## GIVEN DATA
--- --- ---
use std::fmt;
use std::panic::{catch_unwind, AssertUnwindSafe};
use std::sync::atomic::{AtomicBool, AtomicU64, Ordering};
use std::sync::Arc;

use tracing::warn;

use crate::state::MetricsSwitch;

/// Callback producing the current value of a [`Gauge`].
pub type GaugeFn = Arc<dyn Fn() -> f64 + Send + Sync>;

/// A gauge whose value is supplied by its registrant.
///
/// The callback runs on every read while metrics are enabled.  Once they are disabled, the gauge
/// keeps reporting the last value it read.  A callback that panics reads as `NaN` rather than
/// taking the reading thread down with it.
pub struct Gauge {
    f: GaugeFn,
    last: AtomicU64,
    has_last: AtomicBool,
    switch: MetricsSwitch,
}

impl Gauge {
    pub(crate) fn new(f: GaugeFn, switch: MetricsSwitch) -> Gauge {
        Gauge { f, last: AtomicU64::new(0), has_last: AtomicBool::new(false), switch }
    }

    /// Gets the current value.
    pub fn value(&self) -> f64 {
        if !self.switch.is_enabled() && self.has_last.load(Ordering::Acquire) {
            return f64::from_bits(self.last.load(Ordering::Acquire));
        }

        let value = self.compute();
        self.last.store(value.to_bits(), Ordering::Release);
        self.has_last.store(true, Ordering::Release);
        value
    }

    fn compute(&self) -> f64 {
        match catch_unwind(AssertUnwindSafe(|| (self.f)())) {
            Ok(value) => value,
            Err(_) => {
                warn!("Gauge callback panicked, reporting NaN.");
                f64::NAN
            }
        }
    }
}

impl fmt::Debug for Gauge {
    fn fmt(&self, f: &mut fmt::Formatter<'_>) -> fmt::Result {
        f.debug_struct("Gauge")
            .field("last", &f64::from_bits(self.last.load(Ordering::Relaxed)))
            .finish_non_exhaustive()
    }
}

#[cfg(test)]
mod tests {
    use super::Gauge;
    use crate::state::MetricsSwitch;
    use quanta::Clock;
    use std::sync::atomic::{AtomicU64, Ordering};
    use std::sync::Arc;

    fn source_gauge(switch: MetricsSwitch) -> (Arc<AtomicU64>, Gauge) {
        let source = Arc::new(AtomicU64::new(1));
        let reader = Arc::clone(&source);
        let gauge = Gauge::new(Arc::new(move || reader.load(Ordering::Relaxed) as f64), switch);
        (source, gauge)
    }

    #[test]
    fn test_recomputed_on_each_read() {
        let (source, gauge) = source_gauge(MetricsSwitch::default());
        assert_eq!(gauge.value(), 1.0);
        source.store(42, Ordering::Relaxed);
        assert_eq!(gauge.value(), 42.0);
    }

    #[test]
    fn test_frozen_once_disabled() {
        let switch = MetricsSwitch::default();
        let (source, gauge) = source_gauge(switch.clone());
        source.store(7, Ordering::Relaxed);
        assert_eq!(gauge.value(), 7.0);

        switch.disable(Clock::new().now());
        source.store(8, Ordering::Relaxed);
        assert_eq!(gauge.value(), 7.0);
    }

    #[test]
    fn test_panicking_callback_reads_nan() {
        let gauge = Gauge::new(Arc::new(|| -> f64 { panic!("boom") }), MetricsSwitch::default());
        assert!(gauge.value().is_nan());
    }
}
--- --- ---
## WORK INSTRUCTIONS
Among the records above, find each line containing the string "store" and copy it.

## EXERCISE OUTPUT
        self.last.store(value.to_bits(), Ordering::Release);
        self.has_last.store(true, Ordering::Release);
        source.store(42, Ordering::Relaxed);
        source.store(7, Ordering::Relaxed);
        source.store(8, Ordering::Relaxed);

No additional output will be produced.